The leaves have lost their heads
And are dancing round the tree in circles, dead;
The cat is in it.
A smeared, banged, tow-headed
Girl in a flowered, flour-sack print
Sniffles and holds up her last bite
Of bread and butter and brown sugar to the wind.
Butter the cat’s paws
And bread the wind. We are moving.
I shall never again sing
Good Morning, Dear Teacher, to my own dear teacher.
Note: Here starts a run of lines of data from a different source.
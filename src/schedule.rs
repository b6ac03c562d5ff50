//! In-process weekly trigger for hosts without an external cron.
//! Runs are sequential: the next tick is computed only after the current run returns.

use std::str::FromStr;
use std::time::Duration;

use anyhow::Context;
use chrono::Local;
use cron::Schedule;
use tracing::{error, info};

use crate::config::RunConfig;
use crate::models::WeekRange;
use crate::pipeline;
use crate::store::MetricsStore;

/// Fridays at 08:00 local time (sec min hour day-of-month month day-of-week).
pub const DEFAULT_SCHEDULE: &str = "0 0 8 * * Fri";

pub fn parse_schedule(expression: &str) -> anyhow::Result<Schedule> {
    Schedule::from_str(expression)
        .with_context(|| format!("invalid cron expression '{expression}'"))
}

pub async fn run_forever<S: MetricsStore>(
    store: &S,
    config: &RunConfig,
    schedule: &Schedule,
) -> anyhow::Result<()> {
    info!("weekly scheduler started");

    loop {
        let now = Local::now();
        let next = schedule
            .after(&now)
            .next()
            .context("cron expression has no upcoming run")?;
        let delay = (next - now).to_std().unwrap_or(Duration::from_secs(1));
        info!(next_run = %next.format("%Y-%m-%d %H:%M:%S %:z"), "waiting for next run");

        tokio::select! {
            _ = tokio::time::sleep(delay) => {}
            _ = tokio::signal::ctrl_c() => {
                info!("scheduler stopped by user");
                return Ok(());
            }
        }

        let week = WeekRange::containing(Local::now().date_naive());
        if let Err(err) = pipeline::run(store, config, week).await {
            error!(kind = err.kind(), error = %err, "scheduled run failed; waiting for next tick");
        }
    }
}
Will Augusta be the capital of Maine.
The dew has rusted the catch of the strap of my satchel
And the sun has fallen from the place where it was chained
With a blue construction-paper chain…
Someone else must draw the bow
And the blunderbuss, the great gobbler
Upside-down under the stone arrow
In the black, bell-brimmed hat —
And the cattycornered bat.
The witch on the blackboard
Says: “Put the Plough into the Wagon
Before it turns into a Bear and sleeps all winter
In your play-house under the catalpa.”
Never again will Orion
Fall on my speller through the star
Taped on the broken window by my cot.
My knee is ridged like corn
And the scab peels off it.
We are going to live in a new pumpkin
Under a gold star.
There is not much else.
The wind blows somewhere else.
The brass bed bobs to the van.
The broody hen
Squawks upside-down — her eggs are boiled;
The cat is dragged from the limb.
The little girl
Looks over the shoulders of the moving-men
At her own street;
And, yard by lot, it changes.
But she feels her tea-set with her elbow
And inches closer to her mother;
Then she shuts her eyes, and sits there, and squashed red
Circles and leaves like colored chalk
Come on in her dark head
And are darkened, and float farther
And farther and farther from the stretched-out hands
That float out from her in her broody trance:
She hears her own heart and the cat’s heart beating.
She holds the cat so close to her he pants.